Governance, risk management, and compliance (GRC) is something every organization does: it is part of business. Whether the organization calls it GRC, ERM, EHS, or something else...every organization has some approach to GRC. It can be completely manual, broken, and reactive or it can be optimized, aligned, and integrated. The key question is how can we improve GRC related processes and information? How can we make it more efficient, effective, and agile?

GRC itself is about a strategy and process of collaboration between functions to share information to aid the organization in achieving objectives. The official definition of GRC is that it is an ‘integrated capability to reliably achieve objectives [GOVERNANCE], while addressing uncertainty [RISK MANAGEMENT], and act with integrity [COMPLIANCE].”

Technology plays a critical role in GRC strategy and process. Through technology, GRC processes can become more efficient, effective, and agile. Technology enables GRC. However, many organizations find that they have outgrown their current GRC technology platform. Some common issues I hear in organizations frustrated with their current technology architecture for GRC is that it is:

  • Dated and obscure. The organization is struggling with early generation GRC technology that looks like it was coded ten to fifteen years back and fails to be engaging and intuitive to the modern workforce.
  • Costly to maintain. Organizations are frustrated with technology that takes two years to roll out and whenever there is an update it takes months to configure.
  • Lacks key functionality. The GRC technology was implemented for a certain aspect of GRC and does not deliver the breadth of functionality and integration that the organization needs.
  • Focused on the back-office of GRC. When the technology was developed for back office functions of the second and third-line of defense but fails to provide the right interface to the first-line of defense, the front lines of the organization.

Organizations look to new GRC technology as they desire a fresh and up to date architecture that is highly functional and easy to service and integrated into the organization. One that is highly agile to the needs of a dynamic business environment.

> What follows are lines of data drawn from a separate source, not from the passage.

impl KnowledgeGraph {
    /// Build a graph from the contents of the node and edge files.
    pub fn from_tsv(nodes: &str, edges: &str) -> Result<Self, String> {
        let nodes = Table::parse(nodes, &NODE_COLUMNS).map_err(|e| format!("nodes: {e}"))?;
        let edges = Table::parse(edges, &EDGE_COLUMNS).map_err(|e| format!("edges: {e}"))?;

        let node_index = nodes
            .rows
            .iter()
            .enumerate()
            .map(|(i, row)| (row[0].clone(), i))
            .collect();

        let mut by_subject: HashMap<String, Vec<usize>> = HashMap::new();
        let mut by_object: HashMap<String, Vec<usize>> = HashMap::new();
        for (i, row) in edges.rows.iter().enumerate() {
            by_subject.entry(edges.field(row, "subject").to_string()).or_default().push(i);
            by_object.entry(edges.field(row, "object").to_string()).or_default().push(i);
        }

        Ok(Self {
            nodes,
            edges,
            node_index,
            by_subject,
            by_object,
        })
    }

    /// Load both KGX files from a directory.
    pub fn load(dir: &Path) -> Result<Self, String> {
        let read = |file: &str| {
            let path = dir.join(file);
            std::fs::read_to_string(&path)
                .map_err(|e| format!("cannot read KGX file {}: {e}", path.display()))
        };
        let graph = Self::from_tsv(&read(NODES_FILE)?, &read(EDGES_FILE)?)?;
        info!(
            nodes = graph.node_count(),
            edges = graph.edge_count(),
            "Knowledge graph loaded"
        );
        Ok(graph)
    }

    pub fn node_count(&self) -> usize {
        self.nodes.rows.len()
    }

    pub fn edge_count(&self) -> usize {
        self.edges.rows.len()
    }

    fn node_name(&self, id: &str) -> Value {
        self.node_index
            .get(id)
            .map(|&i| nullable(self.nodes.field(&self.nodes.rows[i], "name")))
            .unwrap_or(Value::Null)
    }

    /// Case-insensitive substring search over name, synonyms, and symbol.
    pub fn search_nodes(&self, query: &str, category: Option<&str>, limit: usize) -> Vec<Value> {
        let query = query.to_lowercase();
        let category = category.map(str::to_lowercase);
        let t = &self.nodes;

        t.rows
            .iter()
            .filter(|row| {
                ["name", "synonym", "exact_synonyms", "symbol"]
                    .iter()
                    .any(|c| contains_ci(t.field(row, c), &query))
            })
            .filter(|row| {
                category
                    .as_deref()
                    .is_none_or(|cat| contains_ci(t.field(row, "category"), cat))
            })
            .take(limit)
            .map(|row| {
                json!({
                    "id": t.field(row, "id"),
                    "category": nullable(t.field(row, "category")),
                    "name": nullable(t.field(row, "name")),
                    "symbol": nullable(t.field(row, "symbol")),
                    "description": nullable(t.field(row, "description")),
                })
            })
            .collect()
    }

    fn edge_json(&self, row: &[String]) -> Value {
        let t = &self.edges;
        let subject = t.field(row, "subject");
        let object = t.field(row, "object");
        json!({
            "subject_id": subject,
            "subject_name": self.node_name(subject),
            "predicate": t.field(row, "predicate"),
            "object_id": object,
            "object_name": self.node_name(object),
            "primary_knowledge_source": nullable(t.field(row, "primary_knowledge_source")),
            "publications": nullable(t.field(row, "publications")),
        })
    }

    /// Edges matching every given filter. Subject and object match exactly;
    /// predicate is a case-insensitive substring.
    pub fn query_edges(
        &self,
        subject: Option<&str>,
        object: Option<&str>,
        predicate: Option<&str>,
        limit: usize,
    ) -> Vec<Value> {
        let predicate = predicate.map(str::to_lowercase);
        let candidates: Box<dyn Iterator<Item = usize> + '_> = match (subject, object) {
            (Some(s), _) => Box::new(self.by_subject.get(s).into_iter().flatten().copied()),
            (None, Some(o)) => Box::new(self.by_object.get(o).into_iter().flatten().copied()),
            (None, None) => Box::new(0..self.edges.rows.len()),
        };

        candidates
            .map(|i| &self.edges.rows[i])
            .filter(|row| object.is_none_or(|o| self.edges.field(row, "object") == o))
            .filter(|row| {
                predicate
                    .as_deref()
                    .is_none_or(|p| contains_ci(self.edges.field(row, "predicate"), p))
            })
            .take(limit)
            .map(|row| self.edge_json(row))
            .collect()
    }

    /// Every kept column of one node.
    pub fn node_details(&self, id: &str) -> Option<Value> {
        let &i = self.node_index.get(id)?;
        let row = &self.nodes.rows[i];
        let fields: Map<String, Value> = NODE_COLUMNS
            .iter()
            .map(|c| (c.to_string(), nullable(self.nodes.field(row, c))))
            .collect();
        Some(Value::Object(fields))
    }

    /// Edges where the node is subject or object, in file order.
    pub fn neighbors(&self, id: &str, predicate: Option<&str>, limit: usize) -> Vec<Value> {
        let predicate = predicate.map(str::to_lowercase);
        let mut indices: Vec<usize> = self
            .by_subject
            .get(id)
            .into_iter()
            .chain(self.by_object.get(id))
            .flatten()
            .copied()
            .collect();
        indices.sort_unstable();
        indices.dedup();

        indices
            .into_iter()
            .map(|i| &self.edges.rows[i])
            .filter(|row| {
                predicate
                    .as_deref()
                    .is_none_or(|p| contains_ci(self.edges.field(row, "predicate"), p))
            })
            .take(limit)
            .map(|row| self.edge_json(row))
            .collect()
    }
}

Some key points of consideration when evaluating new GRC technology include:

  • Implementation. GRC technology should not take two years to implement, it should be easy to implement into the environment and adapt to the organization and its needs.
  • Integration. GRC technology should readily and easily interface and integrate with other business systems and content throughout the organization.
  • Ease of use. GRC technology should be easy to use and have an intuitive and modern interface that engages employees in all lines of defense.
  • Data visualization. GRC technology should facilitate monitoring and reporting through strong data visualization to provide 360° contextual intelligence of risk analytics and information.
  • Mobility. GRC technology should be available anytime and anywhere. This includes mobile and table apps/interfaces that makes GRC available online and offline.
  • Configuration. GRC technology should easily meet the processes and demands of the organization through streamlined configuration and not complex customization and coding.

GRC technology has evolved just as the organization has evolved alongside its risk and regulatory environments. Struggling with archaic GRC technology is futile and inhibits GRC as opposed to making it more efficient, effective, and agile in the organization. Organizations should look to new breeds of GRC technology that are easy to implement, engage all levels of the organization, lower cost of ownership, and integrate with the business.